INVESTIGADORES
RADRIZZANI HELGUERA Martin
congresos y reuniones científicas
Título:
INJECTION OF CELLS OR THEIR PARTS AFTER A SHORT EXPOSURE TO PLASMID CONSTRUCTS INDUCES TRANSGENESIS IN OVINE AND BOVINE EMBRYOS
Autor/es:
PEREYRA-BONNET FEDERICO; BEVACQUA ROMINA; GIBBONS A; CUETO M; FERNANDEZ-MARTIN RAFAEL; SIPOWICZ PABLO; RADRIZZANI MARTIN; SALAMONE DANIEL
Lugar:
Cordoba
Reunión:
Congreso; Annual Conference of the International Embryo Transfer Society; 2010
Institución organizadora:
International Embryo Transfer Society
Resumen:
As animal transgenesis is an essential tool in medicine and agriculture, it
is necessary to understand the mechanisms in order to develop novel methods of
transgenesis. We intended to determine if the injection of cells or their parts
into metaphase II (MII) oocytes after incubating with exogenous DNA can induce
transgenesis in embryos. Sperm cells for intracytoplasmic sperm injection (ICSI)
in ovine and cumulus cells for NT in bovine were incubated with pCX-EGFP plasmid
(5 to 50 ng μL-1) for 5 min in 2.8% Na citrate at 0°C before transfer
into a 10% polyvinylpyrrolidone (PVP) droplet and injection into MII oocytes
(previously enucleated in NT). In both species, oolemma-ooplasmic vesicles (OOV)
of 9 μm diameter obtained from MII oocytes by microsurgery were directly
incubated in PVP droplet with same pCX-EGFP concentration. As a control group,
pCX-EGFP suspension from PVP droplet was injected into MII oocytes. The NT
bovine zygotes were activated in 5 μM ionomycin (Io) for 4 min followed by 1.9
mM DMAP immediately for 3 h. In ICSI ovine, the
treatment with DMAP was applied 3 h later. Injected oocytes of OOV and controls
were activated as NT in bovine and as ICSI in ovine. Expression of EGFP was
determined with fluorescence microscopy under blue light (488 nm) at Days 4 to
7, and data were analyzed by Fisher test (P = 0.05). A group of NT, ICSI,
OOV, and control presumptive zygotes were treated with FITC-labeled bovine
fragments (100-300 bb) DNA in order to determine the binding sites with
exogenous DNA by laser confocal microscope analysis. Quantitative PCR (qPCR) was
performed to determine pCX-EGFP copy number at 0, 8, 16, and 24 h after Io in
all ovine treatments. Embryos expressing EGDP from all techniques were subjected
to FISH with rhodamine-labeled pCX-EGFP plasmid as a probe.

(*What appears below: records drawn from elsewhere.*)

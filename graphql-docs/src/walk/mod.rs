//! Recursive walkers over the type graph.
//!
//! All three walkers share the same cycle guard: a branch stops as soon as it
//! reaches a base type that is already on its [`VisitPath`]. What each walker
//! leaves behind for the truncated field differs and is documented on the
//! walker itself.

pub mod example_value;
pub mod field_table;
pub mod response_shape;

pub use example_value::ExampleValue;
pub use example_value::synthesize;
pub use field_table::FieldRow;
pub use field_table::render;
pub use response_shape::shape;

/// Base type names visited from the root down to the current field.
///
/// Descending never mutates a path: [`VisitPath::with`] hands out an extended
/// copy, so sibling branches never see each other's visits.
#[derive(Debug, Clone, Default, PartialEq, Eq)]
pub struct VisitPath(Vec<String>);

impl VisitPath {
    pub fn new() -> Self {
        Self::default()
    }

    pub fn contains(&self, name: &str) -> bool {
        self.0.iter().any(|visited| visited == name)
    }

    pub fn with(&self, name: &str) -> Self {
        let mut visited = self.0.clone();
        visited.push(name.to_owned());
        Self(visited)
    }

    pub fn len(&self) -> usize {
        self.0.len()
    }

    pub fn is_empty(&self) -> bool {
        self.0.is_empty()
    }

    /// True when the path holds only the type of the field being walked, i.e.
    /// the walk was started on this field.
    pub(crate) fn is_root(&self) -> bool {
        self.0.len() == 1
    }
}
//! Errors raised around the walkers.
//!
//! The walkers themselves never fail; these cover schema intake, configuration
//! and output.

use displaydoc::Display;
use thiserror::Error;

pub use crate::configuration::ConfigurationError;

#[derive(Debug, Error, Display)]
#[non_exhaustive]
pub enum DocsError {
    /// invalid schema: {0}
    InvalidSchema(String),
    /// the schema does not define a query root type
    MissingQueryType,
    /// schema references undefined types: {0:?}
    UnresolvedTypes(Vec<String>),
    /// {0}
    Configuration(#[from] ConfigurationError),
    /// could not serialize example: {0}
    Serialization(#[from] serde_json::Error),
}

In ovine, ICSI and
OOV injection green embryos at Day 4 [58% (61/105) v. 21.5% (8/38);
P < 0.05] and green blastocysts at Day 7 [71.8% (23/32) v.
66.6% (2/3)] were obtained, respectively. In bovine, green embryos [49.2%
(34/69) v. 29.7% (14/47); P < 0.05] and green blastocysts
[95.8% (23/24) v. 25.0% (2/8); P < 0.05] were produced by NT
and OOV injection, respectively. In controls, no green embryos were obtained in
ovine (0/47) and only low rates were observed in bovine [3.0% (2/65)]. Confocal
images of zygotes showed specific signal only in cumulus cells, spermatozoa, and
OOV The qPCR analysis showed similar plasmid copy number/zygote between
treatment and times in ovine (range 30 000-300,000). Embryo FISH images showed 1
to 2 specific signals in ICSI and NT interphases of both species and in OOV
ovine metaphases, the latter being direct evidence of transgene integration.
These results suggest that the injected cells or cellular parts (OOV)
dramatically increase transgenesis in ovine and bovine embryos. Until now, the
generation of NT and OOV embryos after short exposure to the DNA construction
has not been reported. We are performing embryo transfer and at the moment we
have a pregnancy derived from ICSI in ewes. In conclusion, the cellular
parts/transgene complex may affect exogenous DNA delivery or its interaction
with embryo DNA, facilitating the mechanism of transgenesis in mammals.